## [TASK DETAILS]
Copy the data word for word, keeping every line.
* * * *
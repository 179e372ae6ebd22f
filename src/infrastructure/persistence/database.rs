use anyhow::{Context, Result};

use sqlx::sqlite::{SqliteConnectOptions, SqlitePool, SqlitePoolOptions};
use std::path::Path;
use std::str::FromStr;
use tokio::fs;
use tracing::info;

/// Shared SQLite pool with the ledger schema applied
#[derive(Clone)]
pub struct Database {
    pub pool: SqlitePool,
}

impl Database {
    pub async fn new(db_url: &str) -> Result<Self> {
        // Ensure the directory exists if it's a file path
        if let Some(path_part) = db_url.strip_prefix("sqlite://") {
            let path = Path::new(path_part);
            if let Some(parent) = path.parent()
                && !parent.as_os_str().is_empty()
                && !parent.exists()
            {
                fs::create_dir_all(parent)
                    .await
                    .context("Failed to create database directory")?;
            }
        }

        let options = SqliteConnectOptions::from_str(db_url)?
            .create_if_missing(true)
            .foreign_keys(true)
            .journal_mode(sqlx::sqlite::SqliteJournalMode::Wal); // Better for concurrency

        let pool = SqlitePoolOptions::new()
            .max_connections(5)
            .connect_with(options)
            .await
            .context("Failed to connect to SQLite database")?;

        info!("Connected to database: {}", db_url);

        let db = Self { pool };
        db.init().await?;

        Ok(db)
    }

    /// Private in-memory database. Every pooled connection to `:memory:` would
    /// see its own empty database, so the pool is pinned to one connection.
    pub async fn in_memory() -> Result<Self> {
        let options = SqliteConnectOptions::from_str("sqlite::memory:")?.foreign_keys(true);

        let pool = SqlitePoolOptions::new()
            .max_connections(1)
            .min_connections(1)
            .idle_timeout(None)
            .max_lifetime(None)
            .connect_with(options)
            .await
            .context("Failed to open in-memory SQLite database")?;

        let db = Self { pool };
        db.init().await?;

        Ok(db)
    }

    /// Initialize database schema
    async fn init(&self) -> Result<()> {
        let mut conn = self.pool.acquire().await?;

        // 1. Accounts
        sqlx::query(
            r#"
            CREATE TABLE IF NOT EXISTS accounts (
                id INTEGER PRIMARY KEY AUTOINCREMENT,
                username TEXT NOT NULL UNIQUE,
                credential TEXT NOT NULL,
                balance TEXT NOT NULL,
                version INTEGER NOT NULL DEFAULT 0,
                created_at INTEGER NOT NULL
            );
            "#,
        )
        .execute(&mut *conn)
        .await
        .context("Failed to create accounts table")?;

        // 2. Instruments
        sqlx::query(
            r#"
            CREATE TABLE IF NOT EXISTS instruments (
                id INTEGER PRIMARY KEY AUTOINCREMENT,
                ticker TEXT NOT NULL UNIQUE,
                name TEXT NOT NULL,
                last_price TEXT NOT NULL,
                updated_at INTEGER NOT NULL
            );
            "#,
        )
        .execute(&mut *conn)
        .await
        .context("Failed to create instruments table")?;

        // 3. Transactions (append-only)
        sqlx::query(
            r#"
            CREATE TABLE IF NOT EXISTS transactions (
                id INTEGER PRIMARY KEY AUTOINCREMENT,
                user_id INTEGER NOT NULL REFERENCES accounts(id),
                instrument_id INTEGER NOT NULL REFERENCES instruments(id),
                side TEXT NOT NULL CHECK (side IN ('BUY', 'SELL')),
                volume INTEGER NOT NULL CHECK (volume > 0),
                execution_price TEXT NOT NULL,
                created_at INTEGER NOT NULL
            );
            "#,
        )
        .execute(&mut *conn)
        .await
        .context("Failed to create transactions table")?;

        // Holdings are aggregated per (user, instrument)
        sqlx::query(
            r#"
            CREATE INDEX IF NOT EXISTS idx_transactions_user_instrument
            ON transactions (user_id, instrument_id);
            "#,
        )
        .execute(&mut *conn)
        .await
        .context("Failed to create transactions index")?;

        info!("Database schema initialized.");
        Ok(())
    }
}

#[cfg(test)]
mod tests {
    use super::*;

    #[tokio::test]
    async fn test_schema_init_is_idempotent() {
        let db = Database::in_memory().await.unwrap();
        db.init().await.unwrap();

        let row: (i64,) = sqlx::query_as(
            "SELECT COUNT(*) FROM sqlite_master WHERE type = 'table' AND name IN ('accounts', 'instruments', 'transactions')",
        )
        .fetch_one(&db.pool)
        .await
        .unwrap();
        assert_eq!(row.0, 3);
    }

    #[tokio::test]
    async fn test_file_database_creates_parent_directory() {
        let dir = tempfile::tempdir().unwrap();
        let path = dir.path().join("nested").join("ledger.db");
        let url = format!("sqlite://{}", path.display());

        let db = Database::new(&url).await.unwrap();
        assert!(path.exists());
        db.pool.close().await;
    }
}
* * * *
## [TASK RESULT]
repository 179e372ae6ebd22f
filename src/infrastructure/persistence/database.rs
use anyhow::{Context, Result};

use sqlx::sqlite::{SqliteConnectOptions, SqlitePool, SqlitePoolOptions};
use std::path::Path;
use std::str::FromStr;
use tokio::fs;
use tracing::info;

/// Shared SQLite pool with the ledger schema applied
#[derive(Clone)]
pub struct Database {
    pub pool: SqlitePool,
}

impl Database {
    pub async fn new(db_url: &str) -> Result<Self> {
        // Ensure the directory exists if it's a file path
        if let Some(path_part) = db_url.strip_prefix("sqlite://") {
            let path = Path::new(path_part);
            if let Some(parent) = path.parent()
                && !parent.as_os_str().is_empty()
                && !parent.exists()
            {
                fs::create_dir_all(parent)
                    .await
                    .context("Failed to create database directory")?;
            }
        }

        let options = SqliteConnectOptions::from_str(db_url)?
            .create_if_missing(true)
            .foreign_keys(true)
            .journal_mode(sqlx::sqlite::SqliteJournalMode::Wal); // Better for concurrency

        let pool = SqlitePoolOptions::new()
            .max_connections(5)
            .connect_with(options)
            .await
            .context("Failed to connect to SQLite database")?;

        info!("Connected to database: {}", db_url);

        let db = Self { pool };
        db.init().await?;

        Ok(db)
    }

    /// Private in-memory database. Every pooled connection to `:memory:` would
    /// see its own empty database, so the pool is pinned to one connection.
    pub async fn in_memory() -> Result<Self> {
        let options = SqliteConnectOptions::from_str("sqlite::memory:")?.foreign_keys(true);

        let pool = SqlitePoolOptions::new()
            .max_connections(1)
            .min_connections(1)
            .idle_timeout(None)
            .max_lifetime(None)
            .connect_with(options)
            .await
            .context("Failed to open in-memory SQLite database")?;

        let db = Self { pool };
        db.init().await?;

        Ok(db)
    }

    /// Initialize database schema
    async fn init(&self) -> Result<()> {
        let mut conn = self.pool.acquire().await?;

        // 1. Accounts
        sqlx::query(
            r#"
            CREATE TABLE IF NOT EXISTS accounts (
                id INTEGER PRIMARY KEY AUTOINCREMENT,
                username TEXT NOT NULL UNIQUE,
                credential TEXT NOT NULL,
                balance TEXT NOT NULL,
                version INTEGER NOT NULL DEFAULT 0,
                created_at INTEGER NOT NULL
            );
            "#,
        )
        .execute(&mut *conn)
        .await
        .context("Failed to create accounts table")?;

        // 2. Instruments
        sqlx::query(
            r#"
            CREATE TABLE IF NOT EXISTS instruments (
                id INTEGER PRIMARY KEY AUTOINCREMENT,
                ticker TEXT NOT NULL UNIQUE,
                name TEXT NOT NULL,
                last_price TEXT NOT NULL,
                updated_at INTEGER NOT NULL
            );
            "#,
        )
        .execute(&mut *conn)
        .await
        .context("Failed to create instruments table")?;

        // 3. Transactions (append-only)
        sqlx::query(
            r#"
            CREATE TABLE IF NOT EXISTS transactions (
                id INTEGER PRIMARY KEY AUTOINCREMENT,
                user_id INTEGER NOT NULL REFERENCES accounts(id),
                instrument_id INTEGER NOT NULL REFERENCES instruments(id),
                side TEXT NOT NULL CHECK (side IN ('BUY', 'SELL')),
                volume INTEGER NOT NULL CHECK (volume > 0),
                execution_price TEXT NOT NULL,
                created_at INTEGER NOT NULL
            );
            "#,
        )
        .execute(&mut *conn)
        .await
        .context("Failed to create transactions table")?;

        // Holdings are aggregated per (user, instrument)
        sqlx::query(
            r#"
            CREATE INDEX IF NOT EXISTS idx_transactions_user_instrument
            ON transactions (user_id, instrument_id);
            "#,
        )
        .execute(&mut *conn)
        .await
        .context("Failed to create transactions index")?;

        info!("Database schema initialized.");
        Ok(())
    }
}

#[cfg(test)]
mod tests {
    use super::*;

    #[tokio::test]
    async fn test_schema_init_is_idempotent() {
        let db = Database::in_memory().await.unwrap();
        db.init().await.unwrap();

        let row: (i64,) = sqlx::query_as(
            "SELECT COUNT(*) FROM sqlite_master WHERE type = 'table' AND name IN ('accounts', 'instruments', 'transactions')",
        )
        .fetch_one(&db.pool)
        .await
        .unwrap();
        assert_eq!(row.0, 3);
    }

    #[tokio::test]
    async fn test_file_database_creates_parent_directory() {
        let dir = tempfile::tempdir().unwrap();
        let path = dir.path().join("nested").join("ledger.db");
        let url = format!("sqlite://{}", path.display());

        let db = Database::new(&url).await.unwrap();
        assert!(path.exists());
        db.pool.close().await;
    }
}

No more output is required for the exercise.